Est-il
besoin de le rappeler ? Nous ne sommes ici ni marxistes ni donc, à
plus forte raison, inféodés à la pensée
théorique ou pratique de Léon Davidovitch, ce qui ne
rend peut-être que plus authentique le respect que nous nous en
voudrions de ne pas témoigner à ce grand homme victime
de la plus odieuse des tyrannies totalitaires, et à celle qui
fut sa compagne et la gardienne de sa mémoire.

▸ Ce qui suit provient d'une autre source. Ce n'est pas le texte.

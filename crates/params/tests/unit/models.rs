//! # Out-of-Order CPU Model Tests
//!
//! Catalog contents and end-to-end scenarios on `BaseO3CPU`: defaults,
//! single-parameter overrides, enum validation, and the thread-count
//! reference into the branch predictor.

use o3cfg_core::handoff::FrozenParam;
use o3cfg_core::{Catalog, ConfigError, FrozenValue};
use pretty_assertions::assert_eq;
use proptest::prelude::*;
use rstest::rstest;

use crate::common::{catalog, default_o3_frozen, o3};

/// Names of every entry whose value differs between two handoff tables.
fn changed<'a>(a: &'a [FrozenParam], b: &[FrozenParam]) -> Vec<&'a str> {
    a.iter()
        .zip(b)
        .filter(|(x, y)| x != y)
        .map(|(x, _)| x.name())
        .collect()
}

// ──────────────────────────────────────────────────────────
// Catalog
// ──────────────────────────────────────────────────────────

#[test]
fn test_catalog_contents() {
    let names: Vec<&str> = catalog().nodes().map(|n| n.type_name()).collect();
    assert_eq!(
        names,
        ["BaseCPU", "BaseO3CPU", "BranchPredictor", "DefaultFUPool", "FUPool", "TournamentBP"]
    );
    assert_eq!(catalog().enums().len(), 3);
    assert!(matches!(
        catalog().require("MinorCPU"),
        Err(ConfigError::UnknownNodeType { name }) if name == "MinorCPU"
    ));
}

#[test]
fn test_catalog_builds_repeatably() {
    let fresh = Catalog::build().unwrap();
    let a: Vec<&str> = fresh.nodes().map(|n| n.type_name()).collect();
    let b: Vec<&str> = catalog().nodes().map(|n| n.type_name()).collect();
    assert_eq!(a, b);
}

#[rstest]
#[case("BaseO3CPU", Some(("o3::CPU", "cpu/o3/dyn_inst.hh")))]
#[case("TournamentBP", Some(("branch_prediction::TournamentBP", "cpu/pred/tournament.hh")))]
#[case("FUPool", Some(("FUPool", "cpu/o3/fu_pool.hh")))]
#[case("DefaultFUPool", Some(("DefaultFUPool", "cpu/o3/fu_pool.hh")))]
#[case("BaseCPU", None)]
#[case("BranchPredictor", None)]
fn test_bindings(#[case] type_name: &str, #[case] expected: Option<(&str, &str)>) {
    let binding = catalog().require(type_name).unwrap().binding();
    assert_eq!(binding.map(|b| (b.name(), b.header())), expected);
}

// ──────────────────────────────────────────────────────────
// Scenarios
// ──────────────────────────────────────────────────────────

#[rstest]
#[case("fetchWidth", 12)]
#[case("decodeWidth", 12)]
#[case("LQEntries", 48)]
#[case("SQEntries", 48)]
#[case("numPhysIntRegs", 256)]
#[case("numPhysVecPredRegs", 32)]
#[case("numIQEntries", 384)]
#[case("numROBEntries", 1024)]
#[case("store_set_clear_period", 62464)]
#[case("numThreads", 1)]
fn test_default_unsigned_values(#[case] name: &str, #[case] expected: u64) {
    assert_eq!(default_o3_frozen().uint(name), Some(expected));
}

#[test]
fn test_default_mixed_kinds() {
    let frozen = default_o3_frozen();
    assert_eq!(frozen.cycles("renameToIEWDelay"), Some(2));
    assert_eq!(frozen.cycles("trapLatency"), Some(13));
    assert_eq!(frozen.cycles("syscallRetryLatency"), Some(10000));
    assert_eq!(frozen.int("cpu_id"), Some(-1));
    assert_eq!(frozen.int("smtROBThreshold"), Some(100));
    assert_eq!(frozen.flag("LSQCheckLoads"), Some(true));
    assert_eq!(frozen.flag("needsTSO"), Some(false));
    assert_eq!(frozen.variant("smtFetchPolicy"), Some("RoundRobin"));
    assert_eq!(frozen.variant("smtIQPolicy"), Some("Partitioned"));
    assert_eq!(frozen.variant("smtCommitPolicy"), Some("RoundRobin"));
}

#[test]
fn test_fetch_width_override_changes_nothing_else() {
    let defaults = default_o3_frozen();
    let mut cpu = o3();
    cpu.set("fetchWidth", 8u32).unwrap();
    let frozen = cpu.finalize().unwrap();

    assert_eq!(frozen.uint("fetchWidth"), Some(8));
    assert_eq!(changed(frozen.params(), defaults.params()), ["fetchWidth"]);
    assert_eq!(frozen.children(), defaults.children());
}

#[test]
fn test_unknown_fetch_policy_is_a_type_mismatch() {
    let mut cpu = o3();
    let err = cpu.set("smtFetchPolicy", "Partitioned").err();
    assert!(matches!(err, Some(ConfigError::TypeMismatch { param, .. }) if param == "smtFetchPolicy"));
    assert_eq!(cpu.finalize().unwrap().variant("smtFetchPolicy"), Some("RoundRobin"));
}

#[test]
fn test_enum_override_carries_ordinal() {
    let mut cpu = o3();
    cpu.set("smtFetchPolicy", "IQCount").unwrap();
    cpu.set("smtLSQPolicy", "Threshold").unwrap();
    let frozen = cpu.finalize().unwrap();
    assert_eq!(
        frozen.get("smtFetchPolicy"),
        Some(&FrozenValue::Enum {
            enumeration: "SMTFetchPolicy".to_string(),
            variant: "IQCount".to_string(),
            ordinal: 2,
        })
    );
    assert_eq!(frozen.variant("smtLSQPolicy"), Some("Threshold"));
}

#[test]
fn test_branch_predictor_follows_core_thread_count() {
    let mut cpu = o3();
    cpu.set("numThreads", 4u32).unwrap();
    let frozen = cpu.finalize().unwrap();

    let predictor = frozen.child("branchPred").unwrap();
    assert_eq!(predictor.type_name(), "TournamentBP");
    assert_eq!(predictor.uint("numThreads"), Some(4));
    assert_eq!(predictor.uint("localPredictorSize"), Some(2048));
    assert_eq!(predictor.uint("choicePredictorSize"), Some(8192));
}

#[test]
fn test_literal_override_replaces_thread_count_reference() {
    let mut cpu = o3();
    cpu.set("numThreads", 4u32).unwrap();
    cpu.set_path("branchPred.numThreads", 2u32).unwrap();
    let frozen = cpu.finalize().unwrap();
    assert_eq!(frozen.child("branchPred").unwrap().uint("numThreads"), Some(2));
}

#[test]
fn test_object_parameters_record_child_identity() {
    let frozen = default_o3_frozen();
    assert_eq!(
        frozen.get("fuPool"),
        Some(&FrozenValue::Object {
            binding: "DefaultFUPool".to_string(),
            path: "BaseO3CPU.fuPool".to_string(),
        })
    );
}

proptest! {
    #![proptest_config(ProptestConfig::with_cases(64))]

    #[test]
    fn prop_single_override_does_not_leak(
        name in prop::sample::select(vec![
            "activity", "fetchWidth", "fetchBufferSize", "LQEntries", "SQEntries",
            "LFSTSize", "numPhysFloatRegs", "numIQEntries", "numROBEntries", "smtNumFetchingThreads",
        ]),
        value in 0u32..=u32::MAX,
    ) {
        let defaults = default_o3_frozen();
        let mut cpu = o3();
        cpu.set(name, value).unwrap();
        let frozen = cpu.finalize().unwrap();

        prop_assert_eq!(frozen.uint(name), Some(u64::from(value)));
        let diff = changed(frozen.params(), defaults.params());
        prop_assert!(diff.iter().all(|n| *n == name), "leaked into {:?}", diff);
        prop_assert_eq!(frozen.children(), defaults.children());
    }
}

Comment
dignement parler de ce poignant hommage réunissant, avec les
allocutions prononcées au Père-Lachaise le 29 janvier
1962 lors de l’incinération de Natalia Sedowa, les
témoignages de quelques-uns de ses plus proches amis (dont
Alfred Rosmer, Marguerite Bonnet, tant d’autres) et, rédigé
par Natalia Sedowa elle-même, le récit de l’assassinat
de Trotsky ? Dans une sobre et grave préface, Maurice Nadeau
écrit : «… l’image qui, ce matin du 29 janvier,
rejoignait celle de Léon Trotsky dans notre souvenir, évoquait
moins les étapes d’un long calvaire personnel que celles
d’une victoire à la fin remportée sur la condition où
nos sociétés réduisent ceux qui travaillent à
les rendre plus humaines. » Car, comme l’a dit ce jour-là
André Breton, « il est apaisant, il est presque heureux
malgré tout qu’elle ait assez vécu pour voir
dénoncer, par ceux-là mêmes qui en ont recueilli
l’héritage, le banditisme stalinien qui a usé contre
elle des pires raffinements de cruauté ». À nous
tous, survivants, de ne pas laisser de repos aux dits héritiers
tant que justice ne sera pas enfin rendue par eux à Trotsky
et, soit dit sans pour autant leur apporter une adhésion
inconditionnelle, aux « idées pour lesquelles il a donné
sa vie ».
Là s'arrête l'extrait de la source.